Data:
+ + + +
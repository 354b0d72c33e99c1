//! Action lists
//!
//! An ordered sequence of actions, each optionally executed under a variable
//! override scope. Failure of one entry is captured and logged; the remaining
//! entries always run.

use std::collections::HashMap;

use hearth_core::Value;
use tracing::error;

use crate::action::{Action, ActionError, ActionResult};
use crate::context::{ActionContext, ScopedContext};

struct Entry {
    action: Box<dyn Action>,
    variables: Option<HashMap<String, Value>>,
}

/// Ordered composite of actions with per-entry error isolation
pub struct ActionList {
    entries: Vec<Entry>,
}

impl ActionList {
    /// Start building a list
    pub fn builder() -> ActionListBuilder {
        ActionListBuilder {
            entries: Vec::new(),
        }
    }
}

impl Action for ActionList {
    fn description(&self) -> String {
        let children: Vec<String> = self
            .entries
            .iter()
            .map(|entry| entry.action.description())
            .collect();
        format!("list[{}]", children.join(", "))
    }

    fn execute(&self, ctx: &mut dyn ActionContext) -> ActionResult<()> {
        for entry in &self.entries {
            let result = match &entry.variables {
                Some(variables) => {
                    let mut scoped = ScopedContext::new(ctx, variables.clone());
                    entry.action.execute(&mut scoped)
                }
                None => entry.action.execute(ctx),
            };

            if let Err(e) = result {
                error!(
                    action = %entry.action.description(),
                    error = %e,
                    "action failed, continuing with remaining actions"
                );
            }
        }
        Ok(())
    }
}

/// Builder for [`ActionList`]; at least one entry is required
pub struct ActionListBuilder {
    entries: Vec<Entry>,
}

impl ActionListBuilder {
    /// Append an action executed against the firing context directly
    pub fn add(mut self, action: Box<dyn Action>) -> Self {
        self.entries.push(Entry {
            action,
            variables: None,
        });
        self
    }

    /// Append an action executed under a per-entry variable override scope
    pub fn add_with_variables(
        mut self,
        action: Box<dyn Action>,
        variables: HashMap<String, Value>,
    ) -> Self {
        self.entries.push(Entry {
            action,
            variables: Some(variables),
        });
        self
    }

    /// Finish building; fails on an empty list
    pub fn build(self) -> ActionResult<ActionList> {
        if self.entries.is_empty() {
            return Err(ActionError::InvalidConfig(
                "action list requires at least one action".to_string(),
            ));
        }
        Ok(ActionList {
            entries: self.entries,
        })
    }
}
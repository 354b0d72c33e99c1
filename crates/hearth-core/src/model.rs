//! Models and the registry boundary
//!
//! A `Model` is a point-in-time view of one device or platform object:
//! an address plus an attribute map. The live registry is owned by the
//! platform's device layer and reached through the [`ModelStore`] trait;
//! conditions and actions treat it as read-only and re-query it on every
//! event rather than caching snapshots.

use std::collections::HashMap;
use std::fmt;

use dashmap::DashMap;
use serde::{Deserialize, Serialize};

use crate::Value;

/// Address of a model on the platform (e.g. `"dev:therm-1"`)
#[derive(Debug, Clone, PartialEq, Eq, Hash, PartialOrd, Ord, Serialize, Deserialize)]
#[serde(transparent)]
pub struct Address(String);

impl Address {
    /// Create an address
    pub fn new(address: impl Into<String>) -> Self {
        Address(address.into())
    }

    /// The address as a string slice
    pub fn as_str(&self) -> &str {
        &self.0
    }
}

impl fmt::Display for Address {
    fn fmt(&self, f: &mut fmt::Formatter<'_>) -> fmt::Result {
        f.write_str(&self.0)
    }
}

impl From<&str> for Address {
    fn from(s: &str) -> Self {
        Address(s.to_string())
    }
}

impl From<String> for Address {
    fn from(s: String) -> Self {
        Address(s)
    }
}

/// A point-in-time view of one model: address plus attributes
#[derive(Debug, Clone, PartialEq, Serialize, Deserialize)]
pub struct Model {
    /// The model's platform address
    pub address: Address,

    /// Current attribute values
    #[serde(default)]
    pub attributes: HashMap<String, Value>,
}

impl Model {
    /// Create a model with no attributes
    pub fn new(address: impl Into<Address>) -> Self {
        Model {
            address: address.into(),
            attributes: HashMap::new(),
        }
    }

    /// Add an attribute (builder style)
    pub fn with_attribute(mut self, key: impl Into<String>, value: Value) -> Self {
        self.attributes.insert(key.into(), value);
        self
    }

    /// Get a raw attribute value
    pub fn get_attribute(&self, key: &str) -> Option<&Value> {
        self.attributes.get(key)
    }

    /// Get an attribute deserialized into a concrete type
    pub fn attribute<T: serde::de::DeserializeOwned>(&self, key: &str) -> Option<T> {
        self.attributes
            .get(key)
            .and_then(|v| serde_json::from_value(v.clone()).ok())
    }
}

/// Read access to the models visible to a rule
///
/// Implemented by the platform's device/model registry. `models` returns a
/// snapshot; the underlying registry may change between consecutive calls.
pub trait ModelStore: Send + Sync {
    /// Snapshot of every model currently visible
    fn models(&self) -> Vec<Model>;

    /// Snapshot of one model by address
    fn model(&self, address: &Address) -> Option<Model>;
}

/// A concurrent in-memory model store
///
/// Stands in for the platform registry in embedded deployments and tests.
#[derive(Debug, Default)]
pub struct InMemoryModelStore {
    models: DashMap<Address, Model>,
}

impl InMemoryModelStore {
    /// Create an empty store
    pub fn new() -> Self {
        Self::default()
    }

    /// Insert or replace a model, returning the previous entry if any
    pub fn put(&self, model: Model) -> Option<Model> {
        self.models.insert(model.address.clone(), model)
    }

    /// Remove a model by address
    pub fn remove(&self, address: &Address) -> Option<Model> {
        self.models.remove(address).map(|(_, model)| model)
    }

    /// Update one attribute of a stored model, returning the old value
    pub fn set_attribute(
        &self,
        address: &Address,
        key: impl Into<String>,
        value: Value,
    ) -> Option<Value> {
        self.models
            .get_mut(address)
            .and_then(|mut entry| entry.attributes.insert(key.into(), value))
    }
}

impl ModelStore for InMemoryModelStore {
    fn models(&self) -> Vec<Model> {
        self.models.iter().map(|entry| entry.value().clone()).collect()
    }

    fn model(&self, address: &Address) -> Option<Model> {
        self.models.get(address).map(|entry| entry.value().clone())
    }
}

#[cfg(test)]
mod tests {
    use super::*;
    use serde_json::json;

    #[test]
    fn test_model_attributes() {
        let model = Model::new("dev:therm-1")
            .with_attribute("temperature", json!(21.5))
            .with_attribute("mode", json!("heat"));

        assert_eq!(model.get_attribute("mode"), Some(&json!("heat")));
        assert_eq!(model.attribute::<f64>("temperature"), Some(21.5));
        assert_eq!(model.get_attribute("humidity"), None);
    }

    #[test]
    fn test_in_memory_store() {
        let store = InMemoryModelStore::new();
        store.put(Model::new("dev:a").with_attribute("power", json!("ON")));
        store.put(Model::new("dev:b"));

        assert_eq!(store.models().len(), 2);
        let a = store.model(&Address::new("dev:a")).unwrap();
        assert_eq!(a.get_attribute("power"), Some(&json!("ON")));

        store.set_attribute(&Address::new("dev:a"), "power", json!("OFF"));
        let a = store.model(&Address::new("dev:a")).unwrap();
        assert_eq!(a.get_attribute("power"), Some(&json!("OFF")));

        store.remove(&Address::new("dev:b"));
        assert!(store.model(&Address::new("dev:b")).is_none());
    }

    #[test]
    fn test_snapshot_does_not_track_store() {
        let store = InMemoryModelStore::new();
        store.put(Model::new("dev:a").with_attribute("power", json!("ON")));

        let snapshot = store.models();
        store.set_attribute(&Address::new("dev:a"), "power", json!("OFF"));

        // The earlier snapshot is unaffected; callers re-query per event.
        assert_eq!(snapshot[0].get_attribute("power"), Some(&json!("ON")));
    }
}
+ + + +
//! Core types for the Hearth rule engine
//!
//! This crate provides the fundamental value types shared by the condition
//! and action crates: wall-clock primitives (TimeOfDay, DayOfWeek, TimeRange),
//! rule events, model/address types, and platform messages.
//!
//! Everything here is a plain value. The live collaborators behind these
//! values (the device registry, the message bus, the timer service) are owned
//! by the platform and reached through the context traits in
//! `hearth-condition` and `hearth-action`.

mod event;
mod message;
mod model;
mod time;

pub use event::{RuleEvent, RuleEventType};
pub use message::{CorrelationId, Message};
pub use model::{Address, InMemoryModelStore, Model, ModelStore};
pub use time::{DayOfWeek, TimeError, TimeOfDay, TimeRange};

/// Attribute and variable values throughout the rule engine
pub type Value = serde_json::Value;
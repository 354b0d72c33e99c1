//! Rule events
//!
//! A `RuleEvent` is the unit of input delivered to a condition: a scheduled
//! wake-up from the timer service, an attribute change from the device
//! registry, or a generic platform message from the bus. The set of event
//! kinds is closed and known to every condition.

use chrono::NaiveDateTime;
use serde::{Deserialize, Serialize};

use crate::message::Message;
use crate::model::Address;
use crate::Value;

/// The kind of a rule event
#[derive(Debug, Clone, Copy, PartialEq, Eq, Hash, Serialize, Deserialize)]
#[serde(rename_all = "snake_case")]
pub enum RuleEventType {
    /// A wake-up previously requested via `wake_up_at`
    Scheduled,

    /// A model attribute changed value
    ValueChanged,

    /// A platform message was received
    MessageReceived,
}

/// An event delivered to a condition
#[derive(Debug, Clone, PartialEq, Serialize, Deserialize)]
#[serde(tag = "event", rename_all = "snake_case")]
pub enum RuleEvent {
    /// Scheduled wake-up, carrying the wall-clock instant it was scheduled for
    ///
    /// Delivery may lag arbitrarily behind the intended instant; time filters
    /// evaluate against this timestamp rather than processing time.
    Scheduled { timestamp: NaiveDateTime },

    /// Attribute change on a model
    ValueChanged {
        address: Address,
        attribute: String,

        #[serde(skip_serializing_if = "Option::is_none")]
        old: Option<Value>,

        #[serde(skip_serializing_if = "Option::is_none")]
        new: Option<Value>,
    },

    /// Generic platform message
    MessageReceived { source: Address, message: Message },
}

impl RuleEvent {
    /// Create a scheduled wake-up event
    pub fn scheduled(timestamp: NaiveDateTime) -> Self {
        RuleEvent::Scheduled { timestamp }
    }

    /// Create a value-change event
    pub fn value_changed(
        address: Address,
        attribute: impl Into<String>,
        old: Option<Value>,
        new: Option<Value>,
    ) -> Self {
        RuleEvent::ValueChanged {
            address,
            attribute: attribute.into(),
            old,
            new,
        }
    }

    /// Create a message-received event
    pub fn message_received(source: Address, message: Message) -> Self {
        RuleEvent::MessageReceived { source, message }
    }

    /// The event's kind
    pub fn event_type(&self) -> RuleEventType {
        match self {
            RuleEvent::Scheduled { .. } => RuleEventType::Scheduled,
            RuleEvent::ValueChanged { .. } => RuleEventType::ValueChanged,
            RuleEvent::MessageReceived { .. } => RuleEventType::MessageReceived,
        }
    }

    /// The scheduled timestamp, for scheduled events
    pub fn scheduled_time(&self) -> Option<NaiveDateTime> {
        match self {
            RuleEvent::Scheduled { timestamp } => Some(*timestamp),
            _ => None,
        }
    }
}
+ + + +
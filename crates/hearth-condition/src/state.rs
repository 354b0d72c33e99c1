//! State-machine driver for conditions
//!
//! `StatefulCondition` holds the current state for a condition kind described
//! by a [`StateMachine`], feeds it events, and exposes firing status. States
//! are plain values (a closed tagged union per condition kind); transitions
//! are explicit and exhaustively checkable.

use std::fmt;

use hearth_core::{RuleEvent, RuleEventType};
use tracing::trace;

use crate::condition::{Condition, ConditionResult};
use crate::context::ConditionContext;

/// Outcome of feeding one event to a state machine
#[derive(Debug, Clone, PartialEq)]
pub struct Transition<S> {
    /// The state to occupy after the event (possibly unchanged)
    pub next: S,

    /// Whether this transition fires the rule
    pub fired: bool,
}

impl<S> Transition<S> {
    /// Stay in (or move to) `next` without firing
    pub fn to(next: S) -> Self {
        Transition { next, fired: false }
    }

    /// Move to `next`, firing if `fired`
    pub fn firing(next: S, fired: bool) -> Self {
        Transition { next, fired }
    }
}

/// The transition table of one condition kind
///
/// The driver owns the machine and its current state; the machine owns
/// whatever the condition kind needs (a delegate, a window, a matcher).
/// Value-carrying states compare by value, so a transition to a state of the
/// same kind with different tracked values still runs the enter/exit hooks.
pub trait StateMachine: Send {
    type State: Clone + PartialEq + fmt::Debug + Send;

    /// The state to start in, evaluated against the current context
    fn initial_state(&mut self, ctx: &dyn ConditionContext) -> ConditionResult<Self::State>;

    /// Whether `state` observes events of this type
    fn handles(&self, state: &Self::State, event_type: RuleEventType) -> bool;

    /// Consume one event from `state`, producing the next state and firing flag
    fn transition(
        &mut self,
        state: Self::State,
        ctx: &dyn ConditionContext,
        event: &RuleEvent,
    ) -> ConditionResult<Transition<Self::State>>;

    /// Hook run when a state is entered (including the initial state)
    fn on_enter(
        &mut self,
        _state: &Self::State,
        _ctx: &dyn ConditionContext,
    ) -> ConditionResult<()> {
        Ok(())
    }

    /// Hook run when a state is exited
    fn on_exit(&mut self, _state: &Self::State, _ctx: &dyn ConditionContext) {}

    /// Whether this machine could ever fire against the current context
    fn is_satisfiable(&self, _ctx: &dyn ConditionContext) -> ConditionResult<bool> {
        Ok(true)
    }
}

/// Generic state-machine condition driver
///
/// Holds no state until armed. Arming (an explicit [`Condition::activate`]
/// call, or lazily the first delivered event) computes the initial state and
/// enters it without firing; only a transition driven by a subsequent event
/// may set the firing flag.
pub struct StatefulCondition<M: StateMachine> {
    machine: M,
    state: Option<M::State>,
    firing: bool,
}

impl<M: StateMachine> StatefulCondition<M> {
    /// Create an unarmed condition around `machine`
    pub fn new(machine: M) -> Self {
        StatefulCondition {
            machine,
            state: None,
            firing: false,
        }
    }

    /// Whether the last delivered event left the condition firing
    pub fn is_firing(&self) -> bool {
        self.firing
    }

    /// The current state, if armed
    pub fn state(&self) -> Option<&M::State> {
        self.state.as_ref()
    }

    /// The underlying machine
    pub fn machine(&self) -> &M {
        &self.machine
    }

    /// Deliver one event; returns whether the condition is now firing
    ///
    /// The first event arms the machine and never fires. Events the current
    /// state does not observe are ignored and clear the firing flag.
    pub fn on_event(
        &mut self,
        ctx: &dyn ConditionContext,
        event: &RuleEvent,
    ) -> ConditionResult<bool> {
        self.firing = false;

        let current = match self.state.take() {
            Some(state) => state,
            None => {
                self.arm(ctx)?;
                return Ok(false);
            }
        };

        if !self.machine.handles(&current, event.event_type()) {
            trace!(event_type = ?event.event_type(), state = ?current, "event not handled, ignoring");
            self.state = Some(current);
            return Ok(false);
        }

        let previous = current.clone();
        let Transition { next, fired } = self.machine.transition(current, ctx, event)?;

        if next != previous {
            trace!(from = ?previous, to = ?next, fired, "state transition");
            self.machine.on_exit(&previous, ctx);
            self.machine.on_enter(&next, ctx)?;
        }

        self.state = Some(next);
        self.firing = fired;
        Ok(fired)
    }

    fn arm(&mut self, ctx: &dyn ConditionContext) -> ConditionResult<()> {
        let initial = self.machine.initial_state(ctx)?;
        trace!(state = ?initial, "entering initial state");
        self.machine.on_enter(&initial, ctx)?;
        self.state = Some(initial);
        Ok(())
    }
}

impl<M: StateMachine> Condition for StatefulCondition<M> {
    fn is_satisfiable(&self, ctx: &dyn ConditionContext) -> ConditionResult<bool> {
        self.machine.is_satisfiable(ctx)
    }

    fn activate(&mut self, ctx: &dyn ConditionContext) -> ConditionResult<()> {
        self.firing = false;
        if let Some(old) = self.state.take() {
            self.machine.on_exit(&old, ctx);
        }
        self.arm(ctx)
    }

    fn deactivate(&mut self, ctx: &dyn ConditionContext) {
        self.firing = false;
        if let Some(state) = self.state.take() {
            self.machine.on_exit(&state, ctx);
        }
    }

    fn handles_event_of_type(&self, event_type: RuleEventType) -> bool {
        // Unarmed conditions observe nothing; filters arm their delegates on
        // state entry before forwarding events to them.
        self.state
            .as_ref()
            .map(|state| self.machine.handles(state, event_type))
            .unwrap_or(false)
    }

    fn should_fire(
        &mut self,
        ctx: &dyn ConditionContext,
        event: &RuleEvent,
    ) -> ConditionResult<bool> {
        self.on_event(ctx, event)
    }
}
+ + + +
Search the data above for the string "wake" and report each line that holds it.

//! wake-up from the timer service, an attribute change from the device
    /// A wake-up previously requested via `wake_up_at`
    /// Scheduled wake-up, carrying the wall-clock instant it was scheduled for
    /// Create a scheduled wake-up event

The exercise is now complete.